## EXERCISE INSTRUCTIONS
Tally the lines below that contain the word "temporary". Only the number should be returned.

Stored data entries
╔══
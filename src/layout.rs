//! Template and composition layout files (TOML).
//!
//! Two override mechanisms for the script generators:
//!
//! * [`TemplateConfig`] injects custom text fragments (preamble, extra
//!   imports, per-layer prefix/suffix, teardown) and toggles the diagnostic
//!   sections of each per-layer block.
//! * [`CompositionLayout`] restricts and reorders the layer list and assigns
//!   per-layer operation sets; it can also supply the platform and output
//!   path when the CLI left them unset.
//!
//! Both are loaded once and applied once.

use serde::Deserialize;
use std::path::Path;

use crate::error::{GisError, Result};
use crate::generator::{Operation, PerLayerOps, Platform};
use crate::schema::Schema;

/// Reusable script template configuration
#[derive(Debug, Clone)]
pub struct TemplateConfig {
    pub name: String,
    pub preamble: Option<String>,
    pub extra_imports: Option<String>,
    pub per_layer_prefix: Option<String>,
    pub per_layer_suffix: Option<String>,
    pub teardown: Option<String>,
    pub include_sample_rows: bool,
    pub include_crs_info: bool,
    pub include_field_list: bool,
}

impl Default for TemplateConfig {
    fn default() -> Self {
        TemplateConfig {
            name: String::new(),
            preamble: None,
            extra_imports: None,
            per_layer_prefix: None,
            per_layer_suffix: None,
            teardown: None,
            include_sample_rows: true,
            include_crs_info: true,
            include_field_list: true,
        }
    }
}

#[derive(Debug, Default, Deserialize)]
struct TemplateFile {
    #[serde(default)]
    name: String,
    #[serde(default)]
    custom: CustomSection,
    #[serde(default)]
    sections: SectionToggles,
}

#[derive(Debug, Default, Deserialize)]
struct CustomSection {
    preamble: Option<String>,
    extra_imports: Option<String>,
    per_layer_prefix: Option<String>,
    per_layer_suffix: Option<String>,
    teardown: Option<String>,
}

#[derive(Debug, Default, Deserialize)]
struct SectionToggles {
    include_sample_rows: Option<bool>,
    include_crs_info: Option<bool>,
    include_field_list: Option<bool>,
}

impl TemplateConfig {
    /// Load a template from a TOML file.
    ///
    /// # Errors
    ///
    /// Returns `GisError::Template` when the file is missing or the TOML is
    /// invalid.
    pub fn from_toml_file(path: &Path) -> Result<TemplateConfig> {
        let content = std::fs::read_to_string(path).map_err(|e| {
            GisError::Template(format!("Template file not found: {} ({e})", path.display()))
        })?;
        let raw: TemplateFile = toml::from_str(&content)
            .map_err(|e| GisError::Template(format!("Invalid TOML in {}: {e}", path.display())))?;

        Ok(TemplateConfig {
            name: raw.name,
            preamble: raw.custom.preamble,
            extra_imports: raw.custom.extra_imports,
            per_layer_prefix: raw.custom.per_layer_prefix,
            per_layer_suffix: raw.custom.per_layer_suffix,
            teardown: raw.custom.teardown,
            include_sample_rows: raw.sections.include_sample_rows.unwrap_or(true),
            include_crs_info: raw.sections.include_crs_info.unwrap_or(true),
            include_field_list: raw.sections.include_field_list.unwrap_or(true),
        })
    }

    /// Substitute `{table}`, `{schema}` and `{qualified_name}` in a fragment
    pub fn substitute_placeholders(
        &self,
        text: &str,
        table: &str,
        schema: &str,
        qualified_name: &str,
    ) -> String {
        text.replace("{table}", table)
            .replace("{schema}", schema)
            .replace("{qualified_name}", qualified_name)
    }
}

/// Layer composition and per-layer operation config
#[derive(Debug, Clone, Default, Deserialize)]
pub struct CompositionLayout {
    #[serde(default)]
    pub name: String,
    pub platform: Option<Platform>,
    pub output: Option<String>,
    #[serde(default)]
    pub layers: Vec<LayerSpec>,
}

#[derive(Debug, Clone, Deserialize)]
pub struct LayerSpec {
    pub table: String,
    pub operations: Option<Vec<Operation>>,
}

impl CompositionLayout {
    /// Load a composition layout from a TOML file.
    ///
    /// # Errors
    ///
    /// Returns `GisError::Template` when the file is missing or the TOML is
    /// invalid.
    pub fn from_toml_file(path: &Path) -> Result<CompositionLayout> {
        let content = std::fs::read_to_string(path).map_err(|e| {
            GisError::Template(format!("Layout file not found: {} ({e})", path.display()))
        })?;
        toml::from_str(&content)
            .map_err(|e| GisError::Template(format!("Invalid TOML in {}: {e}", path.display())))
    }

    /// Return a new schema containing only the layout's layers, in layout
    /// order. Tables the schema does not know are warned about and skipped.
    pub fn filter_schema(&self, schema: &Schema) -> Schema {
        let mut layers = Vec::with_capacity(self.layers.len());
        for spec in &self.layers {
            match schema.layers.iter().find(|l| l.table == spec.table) {
                Some(layer) => layers.push(layer.clone()),
                None => {
                    log::warn!(
                        "Layout specifies layer {} but it is not in the schema",
                        spec.table
                    );
                }
            }
        }
        Schema {
            database: schema.database.clone(),
            host: schema.host.clone(),
            layer_count: layers.len(),
            layers,
        }
    }

    /// Map qualified layer names to their layout-assigned operations.
    /// A bare table name is assumed to live in the `public` schema.
    pub fn per_layer_ops(&self) -> PerLayerOps {
        let mut ops_map = PerLayerOps::new();
        for spec in &self.layers {
            if let Some(ops) = &spec.operations {
                if ops.is_empty() {
                    continue;
                }
                let qualified_name = if spec.table.contains('.') {
                    spec.table.clone()
                } else {
                    format!("public.{}", spec.table)
                };
                ops_map.insert(qualified_name, ops.clone());
            }
        }
        ops_map
    }
}

#[cfg(test)]
mod tests {
    use super::*;
    use crate::schema::{Column, Geometry, Layer};

    fn two_layer_schema() -> Schema {
        let make = |table: &str| Layer {
            schema: "public".to_string(),
            table: table.to_string(),
            qualified_name: Layer::qualified("public", table),
            geometry: Geometry {
                column: "geom".to_string(),
                geom_type: "MULTIPOLYGON".to_string(),
                srid: 4326,
            },
            columns: Vec::<Column>::new(),
            primary_keys: vec![],
            row_count_estimate: None,
            comment: None,
        };
        Schema {
            database: "test_db".to_string(),
            host: "localhost".to_string(),
            layer_count: 2,
            layers: vec![make("parcels"), make("roads")],
        }
    }

    #[test]
    fn test_template_loads_all_fields() {
        let toml_src = r#"
name = "verbose"

[custom]
preamble = "# project header"
extra_imports = "import json"
per_layer_prefix = "# before {table}"
per_layer_suffix = "# after {qualified_name}"
teardown = "# bye"

[sections]
include_sample_rows = false
include_crs_info = true
"#;
        let dir = tempfile::tempdir().unwrap();
        let path = dir.path().join("template.toml");
        std::fs::write(&path, toml_src).unwrap();

        let template = TemplateConfig::from_toml_file(&path).unwrap();
        assert_eq!(template.name, "verbose");
        assert_eq!(template.preamble.as_deref(), Some("# project header"));
        assert!(!template.include_sample_rows);
        assert!(template.include_crs_info);
        // unspecified toggles default to true
        assert!(template.include_field_list);
    }

    #[test]
    fn test_template_partial_file() {
        let dir = tempfile::tempdir().unwrap();
        let path = dir.path().join("template.toml");
        std::fs::write(&path, "[custom]\npreamble = \"# p\"\n").unwrap();

        let template = TemplateConfig::from_toml_file(&path).unwrap();
        assert!(template.name.is_empty());
        assert!(template.extra_imports.is_none());
        assert!(template.include_sample_rows);
    }

    #[test]
    fn test_template_missing_file_errors() {
        let err = TemplateConfig::from_toml_file(Path::new("/nonexistent/t.toml")).unwrap_err();
        assert!(matches!(err, GisError::Template(_)));
    }

    #[test]
    fn test_template_invalid_toml_errors() {
        let dir = tempfile::tempdir().unwrap();
        let path = dir.path().join("broken.toml");
        std::fs::write(&path, "[custom\npreamble=").unwrap();
        let err = TemplateConfig::from_toml_file(&path).unwrap_err();
        assert!(matches!(err, GisError::Template(_)));
    }

    #[test]
    fn test_substitute_placeholders() {
        let template = TemplateConfig::default();
        let out = template.substitute_placeholders(
            "load {table} from {schema} as {qualified_name}",
            "parcels",
            "public",
            "public.parcels",
        );
        assert_eq!(out, "load parcels from public as public.parcels");
    }

    #[test]
    fn test_substitute_placeholders_no_matches() {
        let template = TemplateConfig::default();
        assert_eq!(
            template.substitute_placeholders("plain text", "t", "s", "q"),
            "plain text"
        );
    }

    #[test]
    fn test_layout_filters_and_reorders() {
        let layout = CompositionLayout {
            name: "roads first".to_string(),
            platform: None,
            output: None,
            layers: vec![
                LayerSpec {
                    table: "roads".to_string(),
                    operations: None,
                },
                LayerSpec {
                    table: "parcels".to_string(),
                    operations: None,
                },
            ],
        };
        let filtered = layout.filter_schema(&two_layer_schema());
        assert_eq!(filtered.layer_count, 2);
        assert_eq!(filtered.layers[0].table, "roads");
        assert_eq!(filtered.layers[1].table, "parcels");
    }

    #[test]
    fn test_layout_skips_unknown_tables() {
        let layout = CompositionLayout {
            layers: vec![LayerSpec {
                table: "ghosts".to_string(),
                operations: None,
            }],
            ..CompositionLayout::default()
        };
        let filtered = layout.filter_schema(&two_layer_schema());
        assert_eq!(filtered.layer_count, 0);
    }

    #[test]
    fn test_empty_layout_yields_empty_schema() {
        let layout = CompositionLayout::default();
        let filtered = layout.filter_schema(&two_layer_schema());
        assert_eq!(filtered.layer_count, 0);
        assert!(filtered.layers.is_empty());
    }

    #[test]
    fn test_per_layer_ops_qualifies_bare_tables() {
        let layout = CompositionLayout {
            layers: vec![
                LayerSpec {
                    table: "parcels".to_string(),
                    operations: Some(vec![Operation::Buffer, Operation::Extrude]),
                },
                LayerSpec {
                    table: "staging.roads".to_string(),
                    operations: Some(vec![Operation::Centroid]),
                },
                LayerSpec {
                    table: "plain".to_string(),
                    operations: None,
                },
            ],
            ..CompositionLayout::default()
        };
        let ops = layout.per_layer_ops();
        assert_eq!(
            ops.get("public.parcels"),
            Some(&vec![Operation::Buffer, Operation::Extrude])
        );
        assert_eq!(ops.get("staging.roads"), Some(&vec![Operation::Centroid]));
        assert!(!ops.contains_key("public.plain"));
    }

    #[test]
    fn test_layout_toml_parses_operations() {
        let toml_src = r#"
name = "massing"
platform = "pyqgis"
output = "massing.py"

[[layers]]
table = "buildings"
operations = ["extrude", "z_stats"]

[[layers]]
table = "roads"
"#;
        let layout: CompositionLayout = toml::from_str(toml_src).unwrap();
        assert_eq!(layout.platform, Some(Platform::Pyqgis));
        assert_eq!(layout.output.as_deref(), Some("massing.py"));
        assert_eq!(layout.layers.len(), 2);
        assert_eq!(
            layout.layers[0].operations,
            Some(vec![Operation::Extrude, Operation::ZStats])
        );
        assert!(layout.layers[1].operations.is_none());
    }
}
//! ArcPy (ArcGIS Pro) script generator.

use chrono::Local;

use crate::config::DbConfig;
use crate::generator::ops::{arcpy_op_blocks, Operation};
use crate::generator::types::pg_type_to_arcpy;
use crate::generator::PerLayerOps;
use crate::layout::TemplateConfig;
use crate::schema::{safe_var, Schema};

/// Generate an ArcPy script: creates a temporary `.sde` connection file,
/// then loads and inspects every layer.
///
/// The password is never embedded; the script reads `PGPASSWORD` at runtime.
pub fn generate_arcpy(
    schema: &Schema,
    db: &DbConfig,
    operations: &[Operation],
    template: Option<&TemplateConfig>,
    per_layer_ops: Option<&PerLayerOps>,
) -> String {
    let mut lines: Vec<String> = vec![
        r#"""""#.to_string(),
        "Auto-generated ArcPy script".to_string(),
        format!("Database : {} @ {}:{}", db.dbname, db.host, db.port),
        format!("Generated: {}", Local::now().format("%Y-%m-%d %H:%M")),
        format!("Layers   : {}", schema.layers.len()),
        String::new(),
        "Requires ArcGIS Pro with the PostgreSQL client libraries installed.".to_string(),
        "Run from an ArcGIS Pro Python environment or ArcGIS Pro console.".to_string(),
        r#"""""#.to_string(),
        String::new(),
        "import arcpy".to_string(),
        "import os".to_string(),
        "import tempfile".to_string(),
        String::new(),
        "# Database connection parameters".to_string(),
        format!(r#"DB_HOST     = "{}""#, db.host),
        format!(
            r#"DB_INSTANCE = "{},{}"  # ArcGIS uses "host,port" format"#,
            db.host, db.port
        ),
        format!(r#"DB_NAME     = "{}""#, db.dbname),
        format!(r#"DB_USER     = "{}""#, db.user),
        r#"DB_PASSWORD = os.environ.get("PGPASSWORD", "")  # set PGPASSWORD before running"#
            .to_string(),
        String::new(),
        "# Create a temporary .sde connection file".to_string(),
        "SDE_FOLDER = tempfile.gettempdir()".to_string(),
        r#"SDE_FILE   = os.path.join(SDE_FOLDER, f"{DB_NAME}.sde")"#.to_string(),
        String::new(),
        "if not os.path.exists(SDE_FILE):".to_string(),
        "    arcpy.management.CreateDatabaseConnection(".to_string(),
        "        out_folder_path=SDE_FOLDER,".to_string(),
        "        out_name=os.path.basename(SDE_FILE),".to_string(),
        r#"        database_platform="POSTGRESQL","#.to_string(),
        "        instance=DB_INSTANCE,".to_string(),
        r#"        account_authentication="DATABASE_AUTH","#.to_string(),
        "        username=DB_USER,".to_string(),
        "        password=DB_PASSWORD,".to_string(),
        r#"        save_user_pass="SAVE_USERNAME","#.to_string(),
        "        database=DB_NAME,".to_string(),
        "    )".to_string(),
        r#"    print(f"[OK] SDE connection created: {SDE_FILE}")"#.to_string(),
        "else:".to_string(),
        r#"    print(f"[OK] Reusing SDE connection: {SDE_FILE}")"#.to_string(),
        String::new(),
    ];

    if let Some(t) = template {
        if let Some(preamble) = &t.preamble {
            lines.push(preamble.clone());
            lines.push(String::new());
        }
        if let Some(extra_imports) = &t.extra_imports {
            lines.push(extra_imports.clone());
            lines.push(String::new());
        }
    }

    for layer in &schema.layers {
        let var = safe_var(&layer.table);

        let layer_ops = per_layer_ops.and_then(|m| m.get(&layer.qualified_name));
        let effective_ops: &[Operation] = layer_ops.map(Vec::as_slice).unwrap_or(operations);

        let include_sample_rows = template.map(|t| t.include_sample_rows).unwrap_or(true);
        let include_crs_info = template.map(|t| t.include_crs_info).unwrap_or(true);
        let include_field_list = template.map(|t| t.include_field_list).unwrap_or(true);

        let field_comments = layer
            .columns
            .iter()
            .map(|c| format!("{} ({})", c.name, pg_type_to_arcpy(&c.data_type)))
            .collect::<Vec<_>>()
            .join(", ");

        // SearchCursor sample: first pk + first few attrs + the geometry token
        let mut cursor_fields: Vec<String> = Vec::new();
        cursor_fields.extend(layer.primary_keys.iter().take(1).cloned());
        cursor_fields.extend(layer.columns.iter().take(4).map(|c| c.name.clone()));
        cursor_fields.push("SHAPE@".to_string());
        let cursor_fields_str = format!(
            "[{}]",
            cursor_fields
                .iter()
                .map(|f| format!("'{f}'"))
                .collect::<Vec<_>>()
                .join(", ")
        );

        if let Some(t) = template {
            if let Some(prefix) = &t.per_layer_prefix {
                lines.push(t.substitute_placeholders(
                    prefix,
                    &layer.table,
                    &layer.schema,
                    &layer.qualified_name,
                ));
                lines.push(String::new());
            }
        }

        lines.extend([
            format!("# {}", "=".repeat(66)),
            format!("# Layer : {}.{}", layer.schema, layer.table),
            format!(
                "# Geom  : {}  |  SRID: {}",
                layer.geometry.geom_type, layer.geometry.srid
            ),
            format!("# Rows  : {}", layer.row_count_label()),
            format!(
                "# Fields: {}",
                if field_comments.is_empty() {
                    "(none)"
                } else {
                    field_comments.as_str()
                }
            ),
            format!("# {}", "=".repeat(66)),
            String::new(),
            format!(
                r#"fc_{var} = os.path.join(SDE_FILE, "{}.{}")"#,
                layer.schema, layer.table
            ),
            String::new(),
            format!("if arcpy.Exists(fc_{var}):"),
            format!("    desc_{var} = arcpy.Describe(fc_{var})"),
            format!(r#"    print(f"[OK] {}")"#, layer.table),
        ]);

        if include_crs_info {
            lines.extend([
                format!(r#"    print(f"  Geometry : {{desc_{var}.shapeType}}")"#),
                format!(r#"    print(f"  CRS      : {{desc_{var}.spatialReference.name}}")"#),
                String::new(),
            ]);
        }

        if include_field_list {
            lines.extend([
                "    # List fields".to_string(),
                format!("    fields_{var} = arcpy.ListFields(fc_{var})"),
                format!("    for fld in fields_{var}:"),
                r#"        print(f"  field: {fld.name} ({fld.type})")"#.to_string(),
                String::new(),
            ]);
        }

        // Row count is included regardless (part of basic layer info)
        lines.extend([
            "    # Row count".to_string(),
            format!("    count_{var} = int(arcpy.management.GetCount(fc_{var})[0])"),
            format!(r#"    print(f"  Rows: {{count_{var}}}")"#),
            String::new(),
        ]);

        if include_sample_rows {
            lines.extend([
                "    # --- Sample: iterate first 5 rows ---".to_string(),
                format!(
                    "    with arcpy.da.SearchCursor(fc_{var}, {cursor_fields_str}) as cur_{var}:"
                ),
                format!("        for i, row in enumerate(cur_{var}):"),
                "            if i >= 5:".to_string(),
                "                break".to_string(),
                r#"            print("  row:", row)"#.to_string(),
                String::new(),
            ]);
        }

        lines.extend(arcpy_op_blocks(
            &var,
            &layer.table,
            &layer.columns,
            effective_ops,
        ));

        if let Some(t) = template {
            if let Some(suffix) = &t.per_layer_suffix {
                lines.push(t.substitute_placeholders(
                    suffix,
                    &layer.table,
                    &layer.schema,
                    &layer.qualified_name,
                ));
                lines.push(String::new());
            }
        }

        lines.extend([
            "    # --- Example: SQL WHERE filter ---".to_string(),
            format!(
                r#"    # with arcpy.da.SearchCursor(fc_{var}, ["*"], where_clause="field = 'value'") as cur:"#
            ),
            "    #     for row in cur:".to_string(),
            "    #         print(row)".to_string(),
            String::new(),
            "else:".to_string(),
            format!(
                r#"    print(f"[ERROR] Layer '{}.{}' not found in SDE connection.")"#,
                layer.schema, layer.table
            ),
            String::new(),
        ]);
    }

    if let Some(t) = template {
        if let Some(teardown) = &t.teardown {
            lines.push(teardown.clone());
            lines.push(String::new());
        }
    }

    lines.join("\n")
}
╚══
## OUTPUT
2